There has been a progressive decrease up until recently in recommended calcium intake over recent years, especially in the context of people having additional Vitamin D. A dietary calcium intake of 1,000 to 1,300mg/day elemental calcium has been recommended although a target of 500mg - 1,000mg is adequate for most. Dairy products not only provide calcium but also many other beneficial components such as protein, fluid, phosphate, leucine for muscle replenishment and factors for bone growth. Calcium-enhanced milk ("yellow-top") contains approximately 500mg of calcium per 250ml. Dietary intake is far preferable to supplementation but if this is not possible, consider supplementation with 500mg once a day preferably with the evening meal (500mg elemental calcium = 1250mg calcium carbonate).
The recommended vitamin D intake for patients with established osteoporosis is at least 1000 IU per day. Most people will need supplementation to achieve this. There is no need to measure Vitamin D levels.

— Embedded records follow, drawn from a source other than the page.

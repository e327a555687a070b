//! The alert/task state machine.
//!
//! Alerts move forward only: NEW -> IN_PROGRESS -> ESCALATED, with
//! RESOLVED reachable from any open status and terminal. Task side
//! effects ride the same transaction as the status write; staff
//! notifications happen after commit and never roll anything back.

use chrono::Utc;
use opentelemetry::KeyValue;
use tracing::warn;

use crate::error::{Error, Result};
use crate::event::EventKind;
use crate::model::*;
use crate::telemetry::metrics;
use crate::transport::Transport;

use super::Engine;

impl Engine {
    /// Raise an alert. In one transaction: the NEW alert row, a follow-up
    /// task for the patient's tracker when one is assigned, and the feed
    /// events. The tracker notification goes out after commit.
    pub async fn create_alert(
        &mut self,
        new: NewAlert,
        transport: &dyn Transport,
    ) -> Result<Alert> {
        let patient = self.storage.get_patient(new.patient_id)?;
        let now = Utc::now();

        let alert = Alert {
            id: AlertId::new(),
            patient_id: new.patient_id,
            answer_id: new.answer_id,
            alert_type: new.alert_type,
            risk_level: new.risk_level,
            status: AlertStatus::New,
            title: new.title,
            description: new.description,
            triggered_by: new.triggered_by,
            resolved_by: None,
            resolved_at: None,
            metadata: new.metadata,
            created_at: now,
            updated_at: now,
        };

        let task = patient.tracker_id.map(|tracker_id| Task {
            id: TaskId::new(),
            patient_id: patient.id,
            assignee_id: tracker_id,
            alert_id: Some(alert.id),
            task_type: alert.alert_type.default_task_type(),
            priority: alert_task_priority(alert.risk_level),
            status: TaskStatus::Pending,
            due_at: now + TASK_DUE_WINDOW,
            completed_at: None,
            created_at: now,
            updated_at: now,
        });

        self.storage.with_transaction(|tx| {
            tx.insert_alert(&alert)?;
            tx.record_event(EventKind::AlertCreated {
                patient_id: alert.patient_id,
                alert_id: alert.id,
                risk_level: alert.risk_level,
            })?;
            if let Some(task) = &task {
                tx.insert_task(task)?;
                tx.record_event(EventKind::TaskCreated {
                    task_id: task.id,
                    alert_id: task.alert_id,
                    assignee_id: task.assignee_id,
                    priority: task.priority,
                })?;
            }
            Ok(())
        })?;

        metrics::alerts_created().add(
            1,
            &[
                KeyValue::new("risk", alert.risk_level.as_str()),
                KeyValue::new("trigger", alert.triggered_by.as_str()),
            ],
        );

        if let Some(task) = &task {
            let body = format!(
                "New alert for {}: {} (risk: {})",
                patient.name,
                alert.title,
                alert.risk_level.as_str()
            );
            self.notify_staff(task.assignee_id, &body, "tracker", transport)
                .await;
        }

        Ok(alert)
    }

    /// Move an alert to a new status.
    ///
    /// Resolution stamps `resolved_by`/`resolved_at` and completes every
    /// open task on the alert in the same transaction. Escalation goes
    /// through [`Engine::escalate_alert`], which owns the target choice.
    pub fn update_alert_status(
        &mut self,
        id: AlertId,
        to: AlertStatus,
        resolved_by: Option<StaffId>,
    ) -> Result<Alert> {
        let alert = self.storage.get_alert(id)?;
        let from = alert.status;
        if !from.can_transition_to(to) {
            return Err(Error::InvalidTransition {
                entity: "alert",
                from: from.as_str().to_string(),
                to: to.as_str().to_string(),
            });
        }

        let now = Utc::now();
        self.storage.with_transaction(|tx| {
            tx.update_alert_status(id, from, to)?;
            if to == AlertStatus::Resolved {
                tx.stamp_alert_resolution(id, resolved_by, now)?;
                tx.complete_open_tasks_for_alert(id, now)?;
                tx.record_event(EventKind::AlertResolved {
                    alert_id: id,
                    resolved_by,
                })?;
            } else {
                tx.record_event(EventKind::AlertStatusChanged {
                    alert_id: id,
                    from,
                    to,
                })?;
            }
            Ok(())
        })?;

        metrics::alert_state_transitions().add(
            1,
            &[
                KeyValue::new("from", from.as_str()),
                KeyValue::new("to", to.as_str()),
            ],
        );
        self.storage.get_alert(id)
    }

    /// Escalate an alert to a doctor.
    ///
    /// The target is the explicit `escalated_to` or the patient's
    /// assigned doctor; without either, the call fails before any write.
    /// In one transaction, in order: pending tasks are cancelled, the
    /// status flips to ESCALATED, and a priority-10 doctor task due in
    /// 24h is created.
    pub async fn escalate_alert(
        &mut self,
        id: AlertId,
        escalated_to: Option<StaffId>,
        transport: &dyn Transport,
    ) -> Result<Alert> {
        let alert = self.storage.get_alert(id)?;
        let from = alert.status;
        if !from.can_transition_to(AlertStatus::Escalated) {
            return Err(Error::InvalidTransition {
                entity: "alert",
                from: from.as_str().to_string(),
                to: AlertStatus::Escalated.as_str().to_string(),
            });
        }

        let patient = self.storage.get_patient(alert.patient_id)?;
        let Some(target) = escalated_to.or(patient.doctor_id) else {
            return Err(Error::NoEscalationTarget(format!(
                "alert {id}: no explicit target and patient {} has no doctor",
                patient.id
            )));
        };

        let now = Utc::now();
        let task = Task {
            id: TaskId::new(),
            patient_id: patient.id,
            assignee_id: target,
            alert_id: Some(alert.id),
            task_type: TaskType::Escalate,
            priority: 10,
            status: TaskStatus::Pending,
            due_at: now + TASK_DUE_WINDOW,
            completed_at: None,
            created_at: now,
            updated_at: now,
        };

        self.storage.with_transaction(|tx| {
            // Cancel the superseded tasks before the new one exists, so
            // the doctor task can never be swept up in the cancellation.
            let cancelled = tx.cancel_pending_tasks_for_alert(id, now)?;
            for task_id in cancelled {
                tx.record_event(EventKind::TaskCancelled { task_id })?;
            }
            tx.update_alert_status(id, from, AlertStatus::Escalated)?;
            tx.insert_task(&task)?;
            tx.record_event(EventKind::TaskCreated {
                task_id: task.id,
                alert_id: task.alert_id,
                assignee_id: task.assignee_id,
                priority: task.priority,
            })?;
            tx.record_event(EventKind::AlertEscalated {
                alert_id: id,
                escalated_to: target,
            })?;
            Ok(())
        })?;

        metrics::alert_state_transitions().add(
            1,
            &[
                KeyValue::new("from", from.as_str()),
                KeyValue::new("to", AlertStatus::Escalated.as_str()),
            ],
        );

        let body = format!(
            "Escalated alert for {}: {} (risk: {})",
            patient.name,
            alert.title,
            alert.risk_level.as_str()
        );
        self.notify_staff(target, &body, "doctor", transport).await;

        self.storage.get_alert(id)
    }

    // -----------------------------------------------------------------------
    // Reads and task actions
    // -----------------------------------------------------------------------

    pub fn alert(&self, id: AlertId) -> Result<Alert> {
        self.storage.get_alert(id)
    }

    pub fn list_alerts(
        &self,
        status: Option<AlertStatus>,
        patient_id: Option<PatientId>,
        limit: i64,
    ) -> Result<Vec<Alert>> {
        self.storage.list_alerts(status, patient_id, limit)
    }

    pub fn task(&self, id: TaskId) -> Result<Task> {
        self.storage.get_task(id)
    }

    pub fn tasks_for_alert(&self, alert_id: AlertId) -> Result<Vec<Task>> {
        self.storage.list_tasks_for_alert(alert_id)
    }

    pub fn tasks_for_assignee(
        &self,
        assignee_id: StaffId,
        status: Option<TaskStatus>,
    ) -> Result<Vec<Task>> {
        self.storage.list_tasks_for_assignee(assignee_id, status)
    }

    /// Staff-driven task transition.
    pub fn update_task_status(&mut self, id: TaskId, to: TaskStatus) -> Result<Task> {
        let task = self.storage.get_task(id)?;
        if !task.status.can_transition_to(to) {
            return Err(Error::InvalidTransition {
                entity: "task",
                from: task.status.as_str().to_string(),
                to: to.as_str().to_string(),
            });
        }
        self.storage.update_task_status(id, task.status, to)?;
        self.storage.get_task(id)
    }

    /// Alert workload metrics over one tracker's patients.
    pub fn stats_by_tracker(&self, tracker_id: StaffId) -> Result<TrackerStats> {
        self.storage.tracker_stats(tracker_id)
    }

    /// Best-effort staff notification. Failures are logged; the caller's
    /// state transition already committed.
    async fn notify_staff(
        &mut self,
        staff_id: StaffId,
        body: &str,
        audience: &'static str,
        transport: &dyn Transport,
    ) {
        let notifications = metrics::notifications_sent();
        let phone = match self.storage.get_staff(staff_id) {
            Ok(staff) => staff.phone,
            Err(err) => {
                warn!(staff_id = %staff_id, error = %err, "notification target lookup failed");
                notifications.add(
                    1,
                    &[
                        KeyValue::new("audience", audience),
                        KeyValue::new("result", "error"),
                    ],
                );
                return;
            }
        };

        match transport.send(&phone, body).await {
            Ok(_) => notifications.add(
                1,
                &[
                    KeyValue::new("audience", audience),
                    KeyValue::new("result", "ok"),
                ],
            ),
            Err(err) => {
                warn!(staff_id = %staff_id, error = %err, "staff notification failed");
                notifications.add(
                    1,
                    &[
                        KeyValue::new("audience", audience),
                        KeyValue::new("result", "error"),
                    ],
                );
            }
        }
    }
}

Vitamin D for Zoledronic acid (Aclasta) infusion:
Vitamin D stores must be adequate before administering IV zoledronic acid (Aclasta®) and serum calcium must be in the normal range. There is no need to measure Vitamin D levels. If not already receiving vitamin D (colecalciferol), give one tablet of 1.25mg (total 50,000IU) colecalciferol (VitD3) in the week prior to infusion. Continue vitamin D supplementation by prescribing one tablet of 1.25mg (50,000IU) colecalciferol once a month as maintenance therapy.